(WHAT YOU HAVE TO DO):
The answer is every line in the data below that contains the word "bool".

**** MATERIAL PROVIDED

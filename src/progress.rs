//! Scan event reporting.
//!
//! Every stage of a run reports what it does through a [`ScanReporter`]
//! passed in by the caller. Nothing in the pipeline writes to a global
//! logger directly for scan events; the reporter decides where they go.
//!
//! Two implementations are provided:
//! - [`LogReporter`]: structured log lines through the `log` facade
//! - [`Progress`]: indicatif progress bars on stderr, with every event
//!   also forwarded to a [`LogReporter`]

use std::fmt;
use std::path::Path;
use std::sync::Mutex;
use std::time::Duration;

use indicatif::{ProgressBar, ProgressStyle};

use crate::actions::delete::DeletionError;
use crate::duplicates::DuplicateEntry;
use crate::scanner::{FileEntry, Fingerprint, ReadError};

/// Pipeline phases, in the order they run.
#[derive(Debug, Clone, Copy, PartialEq, Eq)]
pub enum Phase {
    /// Directory enumeration
    Walking,
    /// Fingerprinting and classification
    Hashing,
    /// Concurrent removal of duplicates
    Deleting,
}

impl fmt::Display for Phase {
    fn fmt(&self, f: &mut fmt::Formatter<'_>) -> fmt::Result {
        match self {
            Phase::Walking => write!(f, "walking"),
            Phase::Hashing => write!(f, "hashing"),
            Phase::Deleting => write!(f, "deleting"),
        }
    }
}

/// Receiver for scan events.
///
/// All methods have empty defaults so implementors only override what they
/// need. Deletion events arrive from worker threads, hence `Send + Sync`.
pub trait ScanReporter: Send + Sync {
    /// Called when a phase starts. `total` is 0 when unknown.
    fn on_phase_start(&self, _phase: Phase, _total: usize) {}

    /// Called when a phase completes.
    fn on_phase_end(&self, _phase: Phase) {}

    /// Called for each directory entered during the walk.
    fn on_directory(&self, _path: &Path) {}

    /// Called for each regular file discovered.
    fn on_file_found(&self, _file: &FileEntry) {}

    /// Called when a file is the first with its fingerprint.
    fn on_unique(&self, _file: &FileEntry, _fingerprint: &Fingerprint) {}

    /// Called when a file repeats an earlier fingerprint.
    fn on_duplicate(&self, _duplicate: &DuplicateEntry) {}

    /// Called when a file could not be read for fingerprinting.
    fn on_read_error(&self, _error: &ReadError) {}

    /// Called after a duplicate was removed.
    fn on_deleted(&self, _file: &FileEntry) {}

    /// Called after a removal failed.
    fn on_delete_failed(&self, _error: &DeletionError) {}
}

/// Reporter that writes every event to the `log` facade.
#[derive(Debug, Clone, Copy, Default)]
pub struct LogReporter;

impl ScanReporter for LogReporter {
    fn on_phase_start(&self, phase: Phase, total: usize) {
        if total > 0 {
            log::debug!("Phase {} started ({} items)", phase, total);
        } else {
            log::debug!("Phase {} started", phase);
        }
    }

    fn on_phase_end(&self, phase: Phase) {
        log::debug!("Phase {} complete", phase);
    }

    fn on_directory(&self, path: &Path) {
        log::debug!("Read dir {}", path.display());
    }

    fn on_file_found(&self, file: &FileEntry) {
        log::trace!("Found {} ({} bytes)", file.path.display(), file.size);
    }

    fn on_unique(&self, file: &FileEntry, fingerprint: &Fingerprint) {
        log::debug!("{} {}", fingerprint, file.path.display());
        log::info!("Unique file: {}", file.path.display());
    }

    fn on_duplicate(&self, duplicate: &DuplicateEntry) {
        log::debug!("{} {}", duplicate.fingerprint, duplicate.file.path.display());
        log::info!(
            "Duplicate file: {} (of {})",
            duplicate.file.path.display(),
            duplicate.original.display()
        );
    }

    fn on_read_error(&self, error: &ReadError) {
        log::error!("Cannot fingerprint {}: {}", error.path().display(), error);
    }

    fn on_deleted(&self, file: &FileEntry) {
        log::info!("Deleted {} ({} bytes)", file.path.display(), file.size);
    }

    fn on_delete_failed(&self, error: &DeletionError) {
        log::error!("Failed to delete {}: {}", error.path().display(), error);
    }
}

/// Progress reporter using indicatif.
///
/// Phases run one after another, so a single bar slot is enough. When
/// `quiet` is set no bar is ever created; events still reach the log.
pub struct Progress {
    bar: Mutex<Option<ProgressBar>>,
    quiet: bool,
    inner: LogReporter,
}

impl Progress {
    /// Create a new progress reporter.
    ///
    /// # Examples
    ///
    /// ```
    /// use dupclean::progress::Progress;
    ///
    /// let progress = Progress::new(true);
    /// ```
    #[must_use]
    pub fn new(quiet: bool) -> Self {
        Self {
            bar: Mutex::new(None),
            quiet,
            inner: LogReporter,
        }
    }

    fn walking_style() -> ProgressStyle {
        ProgressStyle::with_template("{spinner:.green} {msg} [{elapsed_precise}] {pos} files")
            .unwrap_or_else(|_| ProgressStyle::default_spinner())
            .tick_chars("⠁⠂⠄⡀⢀⠠⠐⠈ ")
    }

    fn bar_style() -> ProgressStyle {
        ProgressStyle::with_template(
            "[{elapsed_precise}] [{bar:40.cyan/blue}] {pos}/{len} ({percent}%) {msg}",
        )
        .unwrap_or_else(|_| ProgressStyle::default_bar())
        .progress_chars("█>-")
    }

    /// Advance the active bar by one and show `path` as its message.
    fn tick(&self, path: &Path) {
        if let Ok(guard) = self.bar.lock() {
            if let Some(pb) = guard.as_ref() {
                pb.inc(1);
                pb.set_message(truncate_path(&path.to_string_lossy(), 30));
            }
        }
    }
}

impl fmt::Debug for Progress {
    fn fmt(&self, f: &mut fmt::Formatter<'_>) -> fmt::Result {
        f.debug_struct("Progress")
            .field("quiet", &self.quiet)
            .finish_non_exhaustive()
    }
}

impl ScanReporter for Progress {
    fn on_phase_start(&self, phase: Phase, total: usize) {
        self.inner.on_phase_start(phase, total);
        if self.quiet {
            return;
        }

        let pb = match phase {
            Phase::Walking => {
                let pb = ProgressBar::new_spinner();
                pb.set_style(Self::walking_style());
                pb.set_message("Walking directory");
                pb.enable_steady_tick(Duration::from_millis(100));
                pb
            }
            Phase::Hashing | Phase::Deleting => {
                let pb = ProgressBar::new(total as u64);
                pb.set_style(Self::bar_style());
                pb.set_message(if phase == Phase::Hashing {
                    "Fingerprinting"
                } else {
                    "Deleting"
                });
                pb
            }
        };

        if let Ok(mut guard) = self.bar.lock() {
            *guard = Some(pb);
        }
    }

    fn on_phase_end(&self, phase: Phase) {
        self.inner.on_phase_end(phase);
        if let Ok(mut guard) = self.bar.lock() {
            if let Some(pb) = guard.take() {
                pb.finish_and_clear();
            }
        }
    }

    fn on_directory(&self, path: &Path) {
        self.inner.on_directory(path);
    }

    fn on_file_found(&self, file: &FileEntry) {
        self.inner.on_file_found(file);
        self.tick(&file.path);
    }

    fn on_unique(&self, file: &FileEntry, fingerprint: &Fingerprint) {
        self.inner.on_unique(file, fingerprint);
        self.tick(&file.path);
    }

    fn on_duplicate(&self, duplicate: &DuplicateEntry) {
        self.inner.on_duplicate(duplicate);
        self.tick(&duplicate.file.path);
    }

    fn on_read_error(&self, error: &ReadError) {
        self.inner.on_read_error(error);
        self.tick(error.path());
    }

    fn on_deleted(&self, file: &FileEntry) {
        self.inner.on_deleted(file);
        self.tick(&file.path);
    }

    fn on_delete_failed(&self, error: &DeletionError) {
        self.inner.on_delete_failed(error);
        self.tick(error.path());
    }
}

/// Truncate a path for display in the progress bar.
fn truncate_path(path: &str, max_len: usize) -> String {
    if path.chars().count() <= max_len {
        return path.to_string();
    }

    let file_name = Path::new(path)
        .file_name()
        .map(|n| n.to_string_lossy().to_string())
        .unwrap_or_default();

    let name_len = file_name.chars().count();
    if name_len >= max_len {
        let tail: String = file_name.chars().skip(name_len + 3 - max_len).collect();
        return format!("...{}", tail);
    }

    format!(".../{}", file_name)
}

********

(SOLUTION TO THE PROBLEM):
    quiet: bool,
    pub fn new(quiet: bool) -> Self {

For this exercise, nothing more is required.